## WHAT TO PRODUCE
Go line by line through the listing below and copy those that hold "loaded".

--- THE DATA Enclosed Below ---

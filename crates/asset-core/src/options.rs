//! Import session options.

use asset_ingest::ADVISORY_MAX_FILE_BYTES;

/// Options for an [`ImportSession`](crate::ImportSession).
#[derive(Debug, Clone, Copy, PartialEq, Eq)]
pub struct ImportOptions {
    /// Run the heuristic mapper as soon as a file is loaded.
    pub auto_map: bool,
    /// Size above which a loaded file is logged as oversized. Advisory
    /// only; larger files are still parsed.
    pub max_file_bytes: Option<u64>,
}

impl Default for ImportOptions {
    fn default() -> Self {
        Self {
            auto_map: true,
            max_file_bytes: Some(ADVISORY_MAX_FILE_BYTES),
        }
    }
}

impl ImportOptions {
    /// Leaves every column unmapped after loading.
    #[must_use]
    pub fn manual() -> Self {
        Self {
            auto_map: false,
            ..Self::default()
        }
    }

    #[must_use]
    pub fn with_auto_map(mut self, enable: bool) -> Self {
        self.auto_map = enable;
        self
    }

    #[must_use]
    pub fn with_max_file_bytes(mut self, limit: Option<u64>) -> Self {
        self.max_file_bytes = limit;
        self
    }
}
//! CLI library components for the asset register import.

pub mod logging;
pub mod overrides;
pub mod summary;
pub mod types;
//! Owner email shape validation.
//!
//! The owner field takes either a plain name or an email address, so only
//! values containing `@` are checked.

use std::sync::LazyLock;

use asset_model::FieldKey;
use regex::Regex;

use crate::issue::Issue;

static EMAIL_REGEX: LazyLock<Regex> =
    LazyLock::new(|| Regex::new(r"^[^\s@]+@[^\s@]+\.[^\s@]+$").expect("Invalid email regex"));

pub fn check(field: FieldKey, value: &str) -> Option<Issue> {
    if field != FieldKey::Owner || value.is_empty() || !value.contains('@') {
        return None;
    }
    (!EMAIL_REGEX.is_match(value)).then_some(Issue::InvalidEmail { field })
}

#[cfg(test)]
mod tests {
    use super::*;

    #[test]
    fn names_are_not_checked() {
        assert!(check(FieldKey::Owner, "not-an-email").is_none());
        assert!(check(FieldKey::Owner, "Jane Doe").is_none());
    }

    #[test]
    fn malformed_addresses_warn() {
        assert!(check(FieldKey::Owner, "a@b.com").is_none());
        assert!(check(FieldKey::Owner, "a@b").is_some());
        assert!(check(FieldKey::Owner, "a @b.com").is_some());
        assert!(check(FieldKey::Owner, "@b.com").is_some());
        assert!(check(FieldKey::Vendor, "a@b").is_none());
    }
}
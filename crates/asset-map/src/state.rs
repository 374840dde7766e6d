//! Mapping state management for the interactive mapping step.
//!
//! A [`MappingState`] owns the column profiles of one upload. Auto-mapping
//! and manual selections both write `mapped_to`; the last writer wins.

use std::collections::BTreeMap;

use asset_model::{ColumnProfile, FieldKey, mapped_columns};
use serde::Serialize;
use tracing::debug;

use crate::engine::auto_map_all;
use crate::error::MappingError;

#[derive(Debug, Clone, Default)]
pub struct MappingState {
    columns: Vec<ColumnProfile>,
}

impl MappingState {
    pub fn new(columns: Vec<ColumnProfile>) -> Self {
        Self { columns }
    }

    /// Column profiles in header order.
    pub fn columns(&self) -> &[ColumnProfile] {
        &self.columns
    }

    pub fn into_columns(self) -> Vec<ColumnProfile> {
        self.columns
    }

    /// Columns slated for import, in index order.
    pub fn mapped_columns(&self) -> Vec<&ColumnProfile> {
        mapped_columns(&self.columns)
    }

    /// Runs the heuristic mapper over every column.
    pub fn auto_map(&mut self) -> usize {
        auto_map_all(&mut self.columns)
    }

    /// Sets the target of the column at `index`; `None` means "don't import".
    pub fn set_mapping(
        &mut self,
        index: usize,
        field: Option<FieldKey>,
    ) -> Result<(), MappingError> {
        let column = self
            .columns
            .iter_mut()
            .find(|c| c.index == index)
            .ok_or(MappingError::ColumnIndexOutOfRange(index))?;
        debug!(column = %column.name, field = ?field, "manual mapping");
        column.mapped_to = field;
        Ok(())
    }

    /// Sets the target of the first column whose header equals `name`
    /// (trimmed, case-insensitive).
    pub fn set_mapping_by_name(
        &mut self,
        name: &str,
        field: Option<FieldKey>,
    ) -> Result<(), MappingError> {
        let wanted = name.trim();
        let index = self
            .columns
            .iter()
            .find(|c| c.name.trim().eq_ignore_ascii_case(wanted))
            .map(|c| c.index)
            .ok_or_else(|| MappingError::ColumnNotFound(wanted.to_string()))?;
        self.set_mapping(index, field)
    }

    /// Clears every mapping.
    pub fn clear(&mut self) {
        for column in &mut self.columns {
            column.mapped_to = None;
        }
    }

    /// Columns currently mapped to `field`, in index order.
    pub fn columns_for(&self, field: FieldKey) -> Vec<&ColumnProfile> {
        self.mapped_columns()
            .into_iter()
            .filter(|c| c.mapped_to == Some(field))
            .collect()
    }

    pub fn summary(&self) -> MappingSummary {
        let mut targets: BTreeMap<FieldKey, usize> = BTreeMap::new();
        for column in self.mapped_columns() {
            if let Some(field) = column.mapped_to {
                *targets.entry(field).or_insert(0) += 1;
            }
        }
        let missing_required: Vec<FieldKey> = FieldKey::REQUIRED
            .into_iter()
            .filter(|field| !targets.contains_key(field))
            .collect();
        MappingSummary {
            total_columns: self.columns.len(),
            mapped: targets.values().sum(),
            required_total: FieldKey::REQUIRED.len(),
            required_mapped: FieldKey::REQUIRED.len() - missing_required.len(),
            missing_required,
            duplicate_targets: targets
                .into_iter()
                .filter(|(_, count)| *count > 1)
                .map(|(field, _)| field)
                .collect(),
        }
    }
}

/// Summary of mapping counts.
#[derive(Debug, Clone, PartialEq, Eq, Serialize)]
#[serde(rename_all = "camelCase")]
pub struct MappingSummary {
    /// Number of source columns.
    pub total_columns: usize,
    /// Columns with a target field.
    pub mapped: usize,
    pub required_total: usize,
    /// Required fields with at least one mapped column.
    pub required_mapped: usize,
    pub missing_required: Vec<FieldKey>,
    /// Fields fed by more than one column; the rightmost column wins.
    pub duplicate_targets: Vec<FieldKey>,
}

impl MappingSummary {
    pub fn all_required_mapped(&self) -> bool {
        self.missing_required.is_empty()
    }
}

--- End of Enclosed THE DATA ---
--- THE DATA Enclosed Below ---

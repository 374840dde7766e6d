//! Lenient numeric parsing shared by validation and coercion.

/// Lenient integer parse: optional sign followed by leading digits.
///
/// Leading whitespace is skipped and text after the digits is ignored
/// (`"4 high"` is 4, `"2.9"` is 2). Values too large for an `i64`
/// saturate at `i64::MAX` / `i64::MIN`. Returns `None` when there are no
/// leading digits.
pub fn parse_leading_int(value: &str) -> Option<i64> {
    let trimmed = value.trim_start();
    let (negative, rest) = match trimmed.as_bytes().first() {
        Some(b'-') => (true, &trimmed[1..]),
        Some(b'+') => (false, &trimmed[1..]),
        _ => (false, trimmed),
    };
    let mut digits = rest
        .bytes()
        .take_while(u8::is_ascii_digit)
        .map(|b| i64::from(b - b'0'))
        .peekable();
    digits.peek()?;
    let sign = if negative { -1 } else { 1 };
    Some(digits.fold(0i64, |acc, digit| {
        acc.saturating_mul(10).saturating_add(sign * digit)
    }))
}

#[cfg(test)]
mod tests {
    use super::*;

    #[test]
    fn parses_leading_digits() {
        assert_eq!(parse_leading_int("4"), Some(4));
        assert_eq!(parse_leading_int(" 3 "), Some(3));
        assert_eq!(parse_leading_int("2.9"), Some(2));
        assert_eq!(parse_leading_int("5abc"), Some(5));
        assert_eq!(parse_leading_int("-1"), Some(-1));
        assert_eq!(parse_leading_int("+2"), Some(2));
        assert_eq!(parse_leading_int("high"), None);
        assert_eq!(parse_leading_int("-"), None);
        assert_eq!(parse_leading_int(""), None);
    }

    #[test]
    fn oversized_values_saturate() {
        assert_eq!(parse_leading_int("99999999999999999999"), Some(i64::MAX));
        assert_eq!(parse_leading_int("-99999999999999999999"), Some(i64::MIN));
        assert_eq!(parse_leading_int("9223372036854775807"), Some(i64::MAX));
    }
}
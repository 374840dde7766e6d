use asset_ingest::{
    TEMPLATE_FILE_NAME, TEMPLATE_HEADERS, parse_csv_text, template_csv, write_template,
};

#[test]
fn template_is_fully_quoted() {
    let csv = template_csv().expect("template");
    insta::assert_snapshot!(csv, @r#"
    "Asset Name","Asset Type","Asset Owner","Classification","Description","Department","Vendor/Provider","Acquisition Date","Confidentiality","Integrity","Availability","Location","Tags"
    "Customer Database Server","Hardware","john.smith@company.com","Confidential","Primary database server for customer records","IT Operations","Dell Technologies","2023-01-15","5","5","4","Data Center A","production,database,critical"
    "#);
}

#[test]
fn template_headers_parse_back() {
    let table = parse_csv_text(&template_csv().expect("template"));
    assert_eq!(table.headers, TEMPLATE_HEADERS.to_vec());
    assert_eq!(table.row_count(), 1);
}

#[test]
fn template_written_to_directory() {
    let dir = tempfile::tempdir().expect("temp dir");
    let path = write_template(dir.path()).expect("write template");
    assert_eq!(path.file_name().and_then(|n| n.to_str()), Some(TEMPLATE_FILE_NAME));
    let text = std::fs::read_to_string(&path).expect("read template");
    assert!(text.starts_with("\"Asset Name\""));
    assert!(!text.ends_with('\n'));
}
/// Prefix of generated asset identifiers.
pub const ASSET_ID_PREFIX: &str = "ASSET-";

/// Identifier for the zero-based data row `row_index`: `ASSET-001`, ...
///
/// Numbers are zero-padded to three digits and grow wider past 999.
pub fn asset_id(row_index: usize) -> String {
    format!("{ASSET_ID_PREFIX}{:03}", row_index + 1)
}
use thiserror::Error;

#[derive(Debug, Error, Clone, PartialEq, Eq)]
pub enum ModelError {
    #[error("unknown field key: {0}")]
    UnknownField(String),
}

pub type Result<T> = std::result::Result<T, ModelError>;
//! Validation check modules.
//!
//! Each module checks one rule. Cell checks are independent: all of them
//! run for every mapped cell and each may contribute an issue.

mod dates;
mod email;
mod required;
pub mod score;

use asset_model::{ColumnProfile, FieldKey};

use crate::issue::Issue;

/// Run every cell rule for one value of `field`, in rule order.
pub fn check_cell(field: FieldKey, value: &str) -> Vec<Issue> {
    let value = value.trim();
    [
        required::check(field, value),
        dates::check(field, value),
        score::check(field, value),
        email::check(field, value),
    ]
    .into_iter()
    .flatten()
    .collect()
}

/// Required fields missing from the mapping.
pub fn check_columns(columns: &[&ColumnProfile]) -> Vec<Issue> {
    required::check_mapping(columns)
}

--- End of Enclosed THE DATA ---
--- THE DATA Enclosed Below ---

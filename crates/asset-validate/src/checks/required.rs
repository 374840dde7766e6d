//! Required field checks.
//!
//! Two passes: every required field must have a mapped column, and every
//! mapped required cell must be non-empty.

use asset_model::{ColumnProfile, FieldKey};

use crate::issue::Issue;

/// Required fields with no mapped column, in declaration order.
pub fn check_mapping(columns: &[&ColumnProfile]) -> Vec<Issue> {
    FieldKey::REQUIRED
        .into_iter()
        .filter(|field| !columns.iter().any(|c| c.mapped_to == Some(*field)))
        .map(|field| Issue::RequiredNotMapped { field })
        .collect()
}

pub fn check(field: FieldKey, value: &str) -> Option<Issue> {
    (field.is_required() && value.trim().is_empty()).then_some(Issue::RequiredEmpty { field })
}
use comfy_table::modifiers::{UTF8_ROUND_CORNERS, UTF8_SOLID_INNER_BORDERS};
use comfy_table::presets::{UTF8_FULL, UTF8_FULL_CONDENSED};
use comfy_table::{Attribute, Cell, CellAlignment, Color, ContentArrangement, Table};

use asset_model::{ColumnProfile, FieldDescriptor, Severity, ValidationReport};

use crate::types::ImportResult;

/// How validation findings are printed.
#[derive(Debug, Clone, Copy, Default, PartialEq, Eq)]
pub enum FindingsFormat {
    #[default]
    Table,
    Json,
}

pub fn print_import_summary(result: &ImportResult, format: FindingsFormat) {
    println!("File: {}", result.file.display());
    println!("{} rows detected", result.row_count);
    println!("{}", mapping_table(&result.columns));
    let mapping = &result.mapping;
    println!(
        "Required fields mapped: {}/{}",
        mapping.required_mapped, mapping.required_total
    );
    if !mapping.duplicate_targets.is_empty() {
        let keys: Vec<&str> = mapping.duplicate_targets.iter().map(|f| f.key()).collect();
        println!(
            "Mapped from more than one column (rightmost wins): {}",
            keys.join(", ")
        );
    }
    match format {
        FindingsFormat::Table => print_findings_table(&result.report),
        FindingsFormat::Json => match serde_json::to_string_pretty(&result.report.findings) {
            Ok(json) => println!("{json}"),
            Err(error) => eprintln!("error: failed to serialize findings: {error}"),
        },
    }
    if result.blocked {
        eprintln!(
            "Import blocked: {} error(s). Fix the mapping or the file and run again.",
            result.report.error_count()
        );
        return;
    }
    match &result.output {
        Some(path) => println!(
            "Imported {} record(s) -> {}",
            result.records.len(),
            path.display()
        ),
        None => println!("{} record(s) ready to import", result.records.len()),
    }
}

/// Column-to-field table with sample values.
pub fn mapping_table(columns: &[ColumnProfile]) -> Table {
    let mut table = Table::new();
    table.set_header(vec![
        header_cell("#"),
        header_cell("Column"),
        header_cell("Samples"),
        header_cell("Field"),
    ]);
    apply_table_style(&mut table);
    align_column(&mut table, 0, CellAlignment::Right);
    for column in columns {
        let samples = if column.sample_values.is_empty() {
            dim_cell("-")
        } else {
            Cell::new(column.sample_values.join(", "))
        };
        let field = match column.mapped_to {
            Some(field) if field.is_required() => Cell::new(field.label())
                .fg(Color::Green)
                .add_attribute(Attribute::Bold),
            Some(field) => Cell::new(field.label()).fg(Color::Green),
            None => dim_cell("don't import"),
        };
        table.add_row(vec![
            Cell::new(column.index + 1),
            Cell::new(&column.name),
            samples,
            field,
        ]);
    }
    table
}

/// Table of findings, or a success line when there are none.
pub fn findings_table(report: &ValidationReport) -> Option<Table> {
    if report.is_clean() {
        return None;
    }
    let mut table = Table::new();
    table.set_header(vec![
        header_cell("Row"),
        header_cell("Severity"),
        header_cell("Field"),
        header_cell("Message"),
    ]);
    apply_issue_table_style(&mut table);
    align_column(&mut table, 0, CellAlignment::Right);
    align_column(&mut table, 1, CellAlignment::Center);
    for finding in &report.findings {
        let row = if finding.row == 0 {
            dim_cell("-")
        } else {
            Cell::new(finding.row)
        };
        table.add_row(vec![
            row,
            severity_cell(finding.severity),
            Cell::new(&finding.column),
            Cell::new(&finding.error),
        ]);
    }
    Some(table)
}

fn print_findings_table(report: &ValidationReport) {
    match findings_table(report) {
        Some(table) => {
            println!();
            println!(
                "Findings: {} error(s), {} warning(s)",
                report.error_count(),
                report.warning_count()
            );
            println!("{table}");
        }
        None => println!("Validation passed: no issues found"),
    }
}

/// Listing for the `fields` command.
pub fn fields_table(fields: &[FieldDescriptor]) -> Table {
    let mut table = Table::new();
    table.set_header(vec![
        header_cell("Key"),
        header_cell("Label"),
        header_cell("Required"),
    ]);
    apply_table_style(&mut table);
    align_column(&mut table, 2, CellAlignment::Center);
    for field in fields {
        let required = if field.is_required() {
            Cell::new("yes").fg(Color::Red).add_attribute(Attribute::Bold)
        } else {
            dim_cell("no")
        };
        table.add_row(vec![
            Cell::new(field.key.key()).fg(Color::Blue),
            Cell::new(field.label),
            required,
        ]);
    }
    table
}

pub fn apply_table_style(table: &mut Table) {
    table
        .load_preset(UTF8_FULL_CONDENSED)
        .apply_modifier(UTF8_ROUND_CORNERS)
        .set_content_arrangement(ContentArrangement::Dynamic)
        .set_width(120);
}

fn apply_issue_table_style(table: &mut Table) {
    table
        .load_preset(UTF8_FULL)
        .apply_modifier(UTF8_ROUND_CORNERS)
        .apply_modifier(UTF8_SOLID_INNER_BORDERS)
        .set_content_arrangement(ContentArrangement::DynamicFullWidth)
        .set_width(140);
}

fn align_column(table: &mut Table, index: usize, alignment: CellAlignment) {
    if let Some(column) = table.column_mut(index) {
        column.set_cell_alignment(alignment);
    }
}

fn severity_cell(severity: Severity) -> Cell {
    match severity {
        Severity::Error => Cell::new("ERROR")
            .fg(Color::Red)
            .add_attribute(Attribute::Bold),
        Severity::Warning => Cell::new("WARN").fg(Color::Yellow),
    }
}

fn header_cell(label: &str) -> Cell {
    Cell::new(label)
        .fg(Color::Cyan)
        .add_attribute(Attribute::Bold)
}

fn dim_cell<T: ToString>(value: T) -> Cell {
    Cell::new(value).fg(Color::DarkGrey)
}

--- End of Enclosed THE DATA ---

## EXPECTED OUTPUT
    /// Run the heuristic mapper as soon as a file is loaded.
    /// Size above which a loaded file is logged as oversized. Advisory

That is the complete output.